Concerns and criticisms

Despite these generally reassuring data from randomized trials there remains widespread concern regarding statin myopathy. Much of the concern arises from uncontrolled observational studies where the incidence of statin associated myalgias is reportedly higher than that reported in randomized trials. In a cross sectional observational study of 3580 adults in the US national health and nutrition examination survey, the prevalence of any musculoskeletal pain in the previous 30 days in statin users and non-users was 22.0% and 16.7%, respectively (odds ratio 1.50, 18.0 to 26.7%; P=0.01). 17 Among 7924 consecutive patients taking a statin in France, the Prediction of Muscular Risk in Observational conditions (PRIMO) study reported that 10.5% of patients reported musculoskeletal pain.18 Randomized trials have also reported a similarly high incidence of muscle symptoms, but with no difference seen between the statin and placebo treated groups. Over a median five years of follow-up in the Heart Protection Study (HPS),19 20 33% of patients allocated to simvastatin and placebo reported muscle pains at some point during the study, and no difference was seen between the groups.

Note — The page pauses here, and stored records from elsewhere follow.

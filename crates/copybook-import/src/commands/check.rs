//! Check command: validate configuration before touching any data.

use std::any::Any;
use std::path::Path;

use copybook_layout::{JobSpec, Layout, Manifest, TerminationMode};
use copybook_record::Record;
use miette::{IntoDiagnostic, Result, WrapErr};

use crate::entities::default_registry;
use crate::runner::ImportEngine;

/// Load a manifest, load and validate every referenced layout, and
/// resolve every entity, property path, and collection path against
/// the registry, so configuration errors surface before a run.
pub fn check(manifest_path: &Path) -> Result<()> {
    let engine = ImportEngine::new(default_registry());
    let manifest = Manifest::load(manifest_path)?;

    for job in &manifest.jobs {
        let layout = Layout::load(&job.layout_path)
            .wrap_err_with(|| format!("job '{}'", job.name))?;
        verify_wiring(&engine, job, &layout)
            .wrap_err_with(|| format!("job '{}'", job.name))?;
        println!(
            "job '{}': OK ({} header fields, {} occurs groups)",
            job.name,
            layout.header_fields.len(),
            layout.occurs_groups.len()
        );
    }

    println!("{} job(s) validated", manifest.jobs.len());
    Ok(())
}

/// Resolve every path the layout references on the registered entities.
fn verify_wiring(engine: &ImportEngine, job: &JobSpec, layout: &Layout) -> Result<()> {
    let parent = engine.registry.create(&job.entity).into_diagnostic()?;
    let parent_descriptor = parent.descriptor();
    let parent_type = parent.as_any().type_id();

    for field in &layout.header_fields {
        engine
            .properties
            .setter(parent_descriptor, parent_type, &field.target)
            .into_diagnostic()
            .wrap_err_with(|| format!("header field '{}'", field.name))?;
    }

    for group in &layout.occurs_groups {
        let child = engine
            .registry
            .create(&group.child_entity)
            .into_diagnostic()
            .wrap_err_with(|| format!("occurs group '{}'", group.name))?;
        let child_descriptor = child.descriptor();
        let child_type = child.as_any().type_id();

        engine
            .collections
            .adder(
                parent_descriptor,
                parent_type,
                &group.parent_collection_target,
                &group.child_entity,
            )
            .into_diagnostic()
            .wrap_err_with(|| format!("occurs group '{}'", group.name))?;

        if group.termination_mode == TerminationMode::Count {
            let target = group.count_field_target.as_deref().unwrap_or("");
            engine
                .properties
                .getter(parent_descriptor, parent_type, target)
                .into_diagnostic()
                .wrap_err_with(|| format!("count field of occurs group '{}'", group.name))?;
        }

        if let Some(sequence) = group.sequence.as_ref().filter(|s| s.enabled) {
            engine
                .properties
                .setter(child_descriptor, child_type, &sequence.target)
                .into_diagnostic()
                .wrap_err_with(|| format!("sequence target of occurs group '{}'", group.name))?;
        }

        for field in &group.item_fields {
            engine
                .properties
                .setter(child_descriptor, child_type, &field.target)
                .into_diagnostic()
                .wrap_err_with(|| format!("item field '{}'", field.name))?;
        }
    }
    Ok(())
}

#[cfg(test)]
mod tests {
    use super::*;
    use copybook_layout::{FieldKind, FieldSpec, JobMode};

    fn job(entity: &str) -> JobSpec {
        JobSpec {
            name: "test".to_string(),
            input_glob: "*.dat".to_string(),
            layout_path: "unused.yaml".into(),
            mode: JobMode::Single,
            entity: entity.to_string(),
            source_system: None,
            batch_id: None,
        }
    }

    fn header(target: &str) -> Layout {
        Layout {
            header_fields: vec![FieldSpec {
                name: "f".to_string(),
                target: target.to_string(),
                start: 1,
                length: 4,
                kind: FieldKind::String,
                options: Default::default(),
            }],
            ..Layout::default()
        }
    }

    #[test]
    fn test_valid_wiring_passes() {
        let engine = ImportEngine::new(default_registry());
        verify_wiring(&engine, &job("Policy"), &header("PolicyNumber")).unwrap();
    }

    #[test]
    fn test_unknown_entity_fails() {
        let engine = ImportEngine::new(default_registry());
        assert!(verify_wiring(&engine, &job("Ghost"), &header("PolicyNumber")).is_err());
    }

    #[test]
    fn test_unknown_property_fails() {
        let engine = ImportEngine::new(default_registry());
        assert!(verify_wiring(&engine, &job("Policy"), &header("Nope")).is_err());
    }
}
//! Numeric (decimal) field parsing.

use std::str::FromStr;

use copybook_layout::{AllZerosBehavior, FieldSpec, ParsingRules};
use copybook_record::Value;
use rust_decimal::Decimal;

use super::{invalid, opt_bool, opt_u32, FieldParser};
use crate::error::ParseError;
use crate::overpunch::decode_overpunch;
use crate::text::{collapse_spaces, is_all_spaces, is_all_zeros};

/// Parses decimals with implied places and overpunch signs.
///
/// Recognized options: `allowOverpunch`, `treatAllSpacesAsNull`,
/// `allZerosBehavior`, `impliedDecimalPlaces`.
///
/// A value carrying an explicit decimal point is parsed literally;
/// otherwise the surviving digits are scaled by the implied decimal
/// places. An explicit leading sign and a trailing overpunch sign
/// compose multiplicatively, so `-123J` decodes to +1231 scaled.
pub struct NumericParser;

impl FieldParser for NumericParser {
    fn parse(
        &self,
        raw: &str,
        field: &FieldSpec,
        rules: &ParsingRules,
    ) -> Result<Value, ParseError> {
        let numeric_rules = &rules.numeric;
        let spaces_null =
            opt_bool(field, "treatAllSpacesAsNull").unwrap_or(numeric_rules.treat_all_spaces_as_null);
        if is_all_spaces(raw) && spaces_null {
            return Ok(Value::Null);
        }

        let zeros = field
            .option("allZerosBehavior")
            .and_then(AllZerosBehavior::parse)
            .unwrap_or(numeric_rules.all_zeros_behavior);
        if is_all_zeros(raw) {
            return Ok(match zeros {
                AllZerosBehavior::Null => Value::Null,
                AllZerosBehavior::Zero => Value::Decimal(Decimal::ZERO),
            });
        }

        let mut text = collapse_spaces(raw);
        if text.is_empty() {
            return Ok(Value::Null);
        }

        let mut negative = false;
        if let Some(rest) = text.strip_prefix('+') {
            text = rest.to_string();
        } else if let Some(rest) = text.strip_prefix('-') {
            negative = true;
            text = rest.to_string();
        }

        let allow_overpunch =
            opt_bool(field, "allowOverpunch").unwrap_or(numeric_rules.allow_overpunch);
        if allow_overpunch {
            if let Some((digit, sign)) = text.chars().last().and_then(decode_overpunch) {
                text.pop();
                text.push(char::from(b'0' + digit));
                if sign < 0 {
                    negative = !negative;
                }
            }
        }

        if text.contains('.') {
            let parsed =
                Decimal::from_str(&text).map_err(|_| invalid(field, "numeric", raw))?;
            return Ok(Value::Decimal(if negative { -parsed } else { parsed }));
        }

        let digits: String = text.chars().filter(char::is_ascii_digit).collect();
        if digits.is_empty() {
            return Ok(Value::Null);
        }
        let places = opt_u32(field, "impliedDecimalPlaces")
            .unwrap_or(numeric_rules.default_implied_decimal_places);
        let mut parsed = Decimal::from_str(&digits).map_err(|_| invalid(field, "numeric", raw))?;
        if places > 0 {
            parsed
                .set_scale(places)
                .map_err(|_| invalid(field, "numeric", raw))?;
        }
        Ok(Value::Decimal(if negative { -parsed } else { parsed }))
    }
}

#[cfg(test)]
mod tests {
    use super::*;
    use crate::field::testutil::spec;
    use copybook_layout::FieldKind;

    fn parse(raw: &str, options: &[(&str, &str)]) -> Result<Value, ParseError> {
        NumericParser.parse(
            raw,
            &spec(FieldKind::Numeric, options),
            &ParsingRules::default(),
        )
    }

    fn dec(s: &str) -> Value {
        Value::Decimal(Decimal::from_str(s).unwrap())
    }

    #[test]
    fn test_plain_digits_with_implied_places() {
        assert_eq!(
            parse("0001234", &[("impliedDecimalPlaces", "2")]).unwrap(),
            dec("12.34")
        );
    }

    #[test]
    fn test_no_implied_places() {
        assert_eq!(parse("0001234", &[]).unwrap(), dec("1234"));
    }

    #[test]
    fn test_overpunch_negative() {
        // J carries digit 1 and a negative sign
        assert_eq!(
            parse("0000012345J", &[("impliedDecimalPlaces", "2")]).unwrap(),
            dec("-1234.51")
        );
    }

    #[test]
    fn test_overpunch_positive_zone() {
        // E carries digit 5, positive
        assert_eq!(parse("012E", &[]).unwrap(), dec("125"));
    }

    #[test]
    fn test_explicit_sign_composes_with_overpunch() {
        // leading '-' times negative zone 'J' is positive
        assert_eq!(parse("-12J", &[]).unwrap(), dec("121"));
    }

    #[test]
    fn test_overpunch_disabled_leaves_trailing_char() {
        // with overpunch off, 'J' survives the digit filter as nothing
        assert_eq!(
            parse("123J", &[("allowOverpunch", "false")]).unwrap(),
            dec("123")
        );
    }

    #[test]
    fn test_explicit_decimal_point() {
        assert_eq!(parse(" -12.50 ", &[]).unwrap(), dec("-12.50"));
    }

    #[test]
    fn test_all_spaces_is_null() {
        assert_eq!(parse("     ", &[]).unwrap(), Value::Null);
    }

    #[test]
    fn test_all_spaces_kept_when_rule_off() {
        assert_eq!(
            parse("   ", &[("treatAllSpacesAsNull", "false")]).unwrap(),
            Value::Null
        );
    }

    #[test]
    fn test_all_zeros_default_is_zero() {
        assert_eq!(parse("00000", &[]).unwrap(), Value::Decimal(Decimal::ZERO));
    }

    #[test]
    fn test_all_zeros_null_override() {
        assert_eq!(
            parse("00000", &[("allZerosBehavior", "null")]).unwrap(),
            Value::Null
        );
    }

    #[test]
    fn test_sign_only_is_null() {
        assert_eq!(parse("   -  ", &[]).unwrap(), Value::Null);
    }

    #[test]
    fn test_malformed_decimal_literal_is_rejected() {
        assert!(parse("1.2.3", &[]).is_err());
    }
}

Common criticisms of statin trials are that intolerant patients and patients with chronic kidney disease are excluded.21 Although some studies such as the HPS and the Treat to New Targets (TNT)22 study of atorvastatin did have a run-in period, several others did not, including the Scandinavian Simvastatin Survival Study,23 Air Force/Texas Coronary Atherosclerosis Prevention Study,24 and the West of Scotland Coronary Prevention Group.25 Overall, the largest statin trials did not have a run-in phase, whereas most of the moderate to large trials did.

Another common criticism of the external validity of statin trials is that patients with kidney disease have a higher incidence of adverse events and are excluded. In A Study to Evaluate the Use of Rosuvastatin in Subjects on Regular Hemodialysis: An Assessment of Survival and Cardiovascular Events (AURORA), 2776 patients on chronic hemodialysis were randomly assigned to rosuvastatin or placebo.26 Although the trial did not meet its primary endpoint for efficacy, there was no increase in adverse events with rosuvastatin, including musculoskeletal side effects (22% in statin group, 24% in placebo group; P=0.28) or rhabdomyolysis (three cases in the statin group, two in the placebo group; P=0.66; confidence intervals not reported for either outcome).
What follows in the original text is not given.